Je m’étais aventuré, un jour, à vouloir brosser, par le biais de la fiction, le portrait de ce Zaid que rien ne destinait à s’atteler à une tâche aussi colossale qui avait changé la face du monde. Un savant, versé dans les sciences islamiques, m’avait mis en garde, mon questionnement pouvait me nuire. Je n’avais pas le droit d’entraîner la fiction sur ce terrain-là! Jeune homme, me dit-il, nos pays ne sont pas encore mûrs pour ce genre de débat. Je lui avais confié que je voulais faire de cette question le sujet d’un livre, un roman plus précisément.
Le même jour, je trouvai un mot sur mon bureau, qui me recommandait de mettre un terme à mes interrogations si je voulais faire de vieux os. Je n’ai pas tenu compte de cette menace. Puis, un jour, je renonçai à écrire ce livre. Pourquoi repensais-je des années après à cette histoire?
Aux abords de Brompton Park, nous étions à deux cents mètres de chez nous, Simpson avait osé une ou deux choses qui, je crois, aurait pu le faire décapiter après avoir bien macéré dans un trou. Senior Alves ne manqua pas de saisir l’occasion. Il usa de son ironie, comme toujours: il allait saisir le tribunal des ayatollahs pour qu’il prononce une fatwa contre le dénommé Simpson! Jane et Mrs Jenkins ne suivaient plus depuis longtemps ce que disaient les deux hommes.

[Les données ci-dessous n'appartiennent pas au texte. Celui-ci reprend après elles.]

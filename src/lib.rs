pub mod app;
pub mod config;
pub mod crs;
pub mod domain;
pub mod error;
pub mod fire;
pub mod fs_util;
pub mod grid;
pub mod output;
pub mod raster;
pub mod regrid;
pub mod sources;
pub mod store;
pub mod tabular;
pub mod temporal;
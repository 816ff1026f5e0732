use std::sync::LazyLock;

use camino::Utf8PathBuf;
use chrono::NaiveDate;
use regex::Regex;
use tracing::{debug, warn};

use crate::crs::Crs;
use crate::domain::{DateRange, SourceKind, VariableName};
use crate::error::FiregridError;
use crate::grid::Extent;
use crate::sources::geotiff::{read_geotiff, read_geotiff_extent};
use crate::sources::{NativePayload, NativeUnit, SourceAdapter};

static DAY_DIR: LazyLock<Regex> = LazyLock::new(|| Regex::new(r"^(\d{4})(\d{2})(\d{2})$").unwrap());

/// Daily weather-model output laid out as `<root>/YYYYMMDD/<variable>.tif`.
#[derive(Debug, Clone)]
pub struct ContinuousGridSource {
    name: String,
    root: Utf8PathBuf,
    crs: Crs,
    resolution: f64,
    variables: Vec<VariableName>,
}

impl ContinuousGridSource {
    pub fn new(
        name: String,
        root: Utf8PathBuf,
        crs: Crs,
        resolution: f64,
        variables: Vec<VariableName>,
    ) -> Self {
        Self {
            name,
            root,
            crs,
            resolution,
            variables,
        }
    }

    fn day_dirs(&self) -> Result<Vec<(NaiveDate, Utf8PathBuf)>, FiregridError> {
        let entries = std::fs::read_dir(self.root.as_std_path()).map_err(|err| {
            FiregridError::SourceUnavailable {
                source_name: self.name.clone(),
                detail: format!("cannot read {}: {err}", self.root),
            }
        })?;
        let mut dirs = Vec::new();
        for entry in entries {
            let entry = entry.map_err(|err| FiregridError::Filesystem(err.to_string()))?;
            let Ok(path) = Utf8PathBuf::from_path_buf(entry.path()) else {
                continue;
            };
            if !path.is_dir() {
                continue;
            }
            if let Some(date) = path.file_name().and_then(parse_day_dir) {
                dirs.push((date, path));
            }
        }
        dirs.sort();
        Ok(dirs)
    }
}

pub fn parse_day_dir(name: &str) -> Option<NaiveDate> {
    let caps = DAY_DIR.captures(name)?;
    NaiveDate::from_ymd_opt(
        caps[1].parse().ok()?,
        caps[2].parse().ok()?,
        caps[3].parse().ok()?,
    )
}

impl SourceAdapter for ContinuousGridSource {
    fn name(&self) -> &str {
        &self.name
    }

    fn kind(&self) -> SourceKind {
        SourceKind::Continuous
    }

    fn native_crs(&self) -> &Crs {
        &self.crs
    }

    fn native_resolution(&self) -> f64 {
        self.resolution
    }

    fn variables(&self) -> Vec<VariableName> {
        self.variables.clone()
    }

    fn extent(&self) -> Result<Option<Extent>, FiregridError> {
        for (_, dir) in self.day_dirs()? {
            for variable in &self.variables {
                let path = dir.join(format!("{variable}.tif"));
                if path.is_file() {
                    return read_geotiff_extent(&path).map(Some);
                }
            }
        }
        Ok(None)
    }

    fn read(&self, range: &DateRange) -> Result<Vec<NativeUnit>, FiregridError> {
        let mut units = Vec::new();
        for (date, dir) in self.day_dirs()? {
            if !range.contains(date) {
                continue;
            }
            for variable in &self.variables {
                let path = dir.join(format!("{variable}.tif"));
                if !path.is_file() {
                    debug!(source = %self.name, %date, %variable, "variable missing for day");
                    continue;
                }
                match read_geotiff(&path, &self.crs) {
                    Ok(raster) => units.push(NativeUnit {
                        date: Some(date),
                        variable: variable.clone(),
                        payload: NativePayload::Raster(raster),
                    }),
                    Err(err) => warn!(source = %self.name, %path, "skipping unreadable file: {err}"),
                }
            }
        }
        if units.is_empty() {
            return Err(FiregridError::SourceUnavailable {
                source_name: self.name.clone(),
                detail: format!("no daily files in {range}"),
            });
        }
        Ok(units)
    }
}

Nous arrivâmes chez nous et elles s’isolèrent carrément pour parler de tout autre chose. Il fut question entre elles d’un Américain à Paris. Jane ne se lassait pas de voir ce film et d’en parler dès qu’elle le pouvait. Sans être une chambre de bonne, mon château, comme j’appelais notre appartement, n’était ni Versailles ni le studio de Gene Kelly dans le film de Minnelli où tout est soigneusement disposé. J’avais surtout des livres et je ne voulais pour rien au monde me séparer d’aucun d’entre eux. J’avais fait dix allers retour au moins entre Pembridge Square et Earls Court pour les ramener dans deux grosses valises. Jane avait réussi à tout caser, elle avait trouvé de belles astuces pour que le moindre objet trouve sa place, Kelly ou Minnelli n’en seraient pas revenus.
-Vous êtes ingénieuse, la complita, admirative, Mrs Jenkins, qui s’y connaissait en rangement, rien ne dépassait dans son appartement de Pembridge Square.
Elles étaient heureuses, elles faisaient plaisir à voir, elles parlèrent de littérature et de Mishima surtout.
-Je regrette, soupira Mrs Jenkins, de ne l’avoir jamais rencontré!
Elle était allée au Japon, avec son défunt mari, elle faisait un mémoire sur l’œuvre du romancier et à une lettre qu’elle lui adressa, Mishima lui répondit promptement: Je vous attends. Elle n’en revenait pas, elle trépignait de joie. Elle sauta dans le premier avion et apprit, à son arrivée, que Mishima venait de mettre fin à ses jours, sur la grande place de Tokyo. Elle ne s’était jamais remise de ce rendez-vous manqué. Elle était retournée en Angleterre, et elle avait abandonné son mémoire de maîtrise.
Après un bref et lourd silence, Jane parla de son père qui aimait, lui aussi, la littérature et qui avait essayé de lui communiquer sa passion. Elle évoqua ensuite son amour du cinéma. C’est elle qui m’avait fait découvrir le portrait que Sternberg a fait de Marlène Dietrich. Je l’ai vu une première fois dans une petite salle qui n’existe plus, dans le quartier de Covent Garden. Quelle ne fut mon émotion quand je reconnus l’appartement de Nick, à Holland Park, et la cheminée devant laquelle je m’étais tenu tant de fois ! J’ai dû voir une centaine de fois au moins ce film rare. J’en connais tous les plans, les treize minutes du film, et les secondes qui les composent, mais je suis à chaque fois surpris d’y découvrir de nouvelles choses.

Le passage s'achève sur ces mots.